* _Task item_:
Your output should be the lines from the start of the data through the line containing "let result = match", exactly and nothing more.

(Material shown begins)

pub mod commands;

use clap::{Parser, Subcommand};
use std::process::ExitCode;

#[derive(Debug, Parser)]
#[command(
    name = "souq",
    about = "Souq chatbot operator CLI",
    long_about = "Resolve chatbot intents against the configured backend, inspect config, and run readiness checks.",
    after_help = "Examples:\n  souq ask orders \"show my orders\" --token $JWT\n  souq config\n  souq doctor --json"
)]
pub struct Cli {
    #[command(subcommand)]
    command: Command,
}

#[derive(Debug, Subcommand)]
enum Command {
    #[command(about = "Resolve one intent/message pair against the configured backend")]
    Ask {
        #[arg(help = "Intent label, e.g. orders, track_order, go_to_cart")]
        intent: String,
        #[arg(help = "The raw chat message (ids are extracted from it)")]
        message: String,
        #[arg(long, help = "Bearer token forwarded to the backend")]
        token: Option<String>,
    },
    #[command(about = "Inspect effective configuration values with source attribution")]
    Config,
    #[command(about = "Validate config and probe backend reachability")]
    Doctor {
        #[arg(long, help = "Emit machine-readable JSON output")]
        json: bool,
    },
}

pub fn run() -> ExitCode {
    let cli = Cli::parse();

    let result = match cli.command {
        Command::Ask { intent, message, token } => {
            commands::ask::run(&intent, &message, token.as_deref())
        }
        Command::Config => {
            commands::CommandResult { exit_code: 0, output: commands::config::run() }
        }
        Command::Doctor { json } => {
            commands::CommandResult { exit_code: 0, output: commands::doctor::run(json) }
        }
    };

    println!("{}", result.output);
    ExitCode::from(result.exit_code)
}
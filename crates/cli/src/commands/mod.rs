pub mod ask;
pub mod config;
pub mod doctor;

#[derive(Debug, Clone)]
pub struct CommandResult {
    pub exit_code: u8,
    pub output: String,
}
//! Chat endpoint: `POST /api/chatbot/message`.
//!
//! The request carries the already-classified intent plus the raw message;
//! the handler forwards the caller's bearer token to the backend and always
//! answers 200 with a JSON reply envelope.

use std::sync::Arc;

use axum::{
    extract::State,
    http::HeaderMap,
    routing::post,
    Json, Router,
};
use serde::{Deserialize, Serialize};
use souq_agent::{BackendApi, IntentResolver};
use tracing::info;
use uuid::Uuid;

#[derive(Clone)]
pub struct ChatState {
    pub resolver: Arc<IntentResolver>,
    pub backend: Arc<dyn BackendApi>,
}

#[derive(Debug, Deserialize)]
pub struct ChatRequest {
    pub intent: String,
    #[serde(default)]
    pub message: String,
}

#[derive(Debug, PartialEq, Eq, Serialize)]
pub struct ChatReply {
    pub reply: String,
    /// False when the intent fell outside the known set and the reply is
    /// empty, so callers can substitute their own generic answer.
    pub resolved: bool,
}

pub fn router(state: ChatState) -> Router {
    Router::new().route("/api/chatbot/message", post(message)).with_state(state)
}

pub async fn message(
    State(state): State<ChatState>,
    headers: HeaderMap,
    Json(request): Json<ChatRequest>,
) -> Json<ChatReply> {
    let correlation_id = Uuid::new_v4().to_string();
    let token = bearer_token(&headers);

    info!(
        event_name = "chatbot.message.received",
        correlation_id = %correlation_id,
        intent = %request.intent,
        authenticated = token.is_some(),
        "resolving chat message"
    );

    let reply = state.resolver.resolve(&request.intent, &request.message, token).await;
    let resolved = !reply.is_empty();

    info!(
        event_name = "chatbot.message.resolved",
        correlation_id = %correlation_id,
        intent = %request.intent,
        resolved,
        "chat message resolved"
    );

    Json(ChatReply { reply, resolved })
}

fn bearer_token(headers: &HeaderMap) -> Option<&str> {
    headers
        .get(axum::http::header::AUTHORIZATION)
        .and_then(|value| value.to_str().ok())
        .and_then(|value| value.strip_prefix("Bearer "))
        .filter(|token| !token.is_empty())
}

(Material shown ends)

* _Output for this task_:
pub mod commands;

use clap::{Parser, Subcommand};
use std::process::ExitCode;

#[derive(Debug, Parser)]
#[command(
    name = "souq",
    about = "Souq chatbot operator CLI",
    long_about = "Resolve chatbot intents against the configured backend, inspect config, and run readiness checks.",
    after_help = "Examples:\n  souq ask orders \"show my orders\" --token $JWT\n  souq config\n  souq doctor --json"
)]
pub struct Cli {
    #[command(subcommand)]
    command: Command,
}

#[derive(Debug, Subcommand)]
enum Command {
    #[command(about = "Resolve one intent/message pair against the configured backend")]
    Ask {
        #[arg(help = "Intent label, e.g. orders, track_order, go_to_cart")]
        intent: String,
        #[arg(help = "The raw chat message (ids are extracted from it)")]
        message: String,
        #[arg(long, help = "Bearer token forwarded to the backend")]
        token: Option<String>,
    },
    #[command(about = "Inspect effective configuration values with source attribution")]
    Config,
    #[command(about = "Validate config and probe backend reachability")]
    Doctor {
        #[arg(long, help = "Emit machine-readable JSON output")]
        json: bool,
    },
}

pub fn run() -> ExitCode {
    let cli = Cli::parse();

    let result = match cli.command {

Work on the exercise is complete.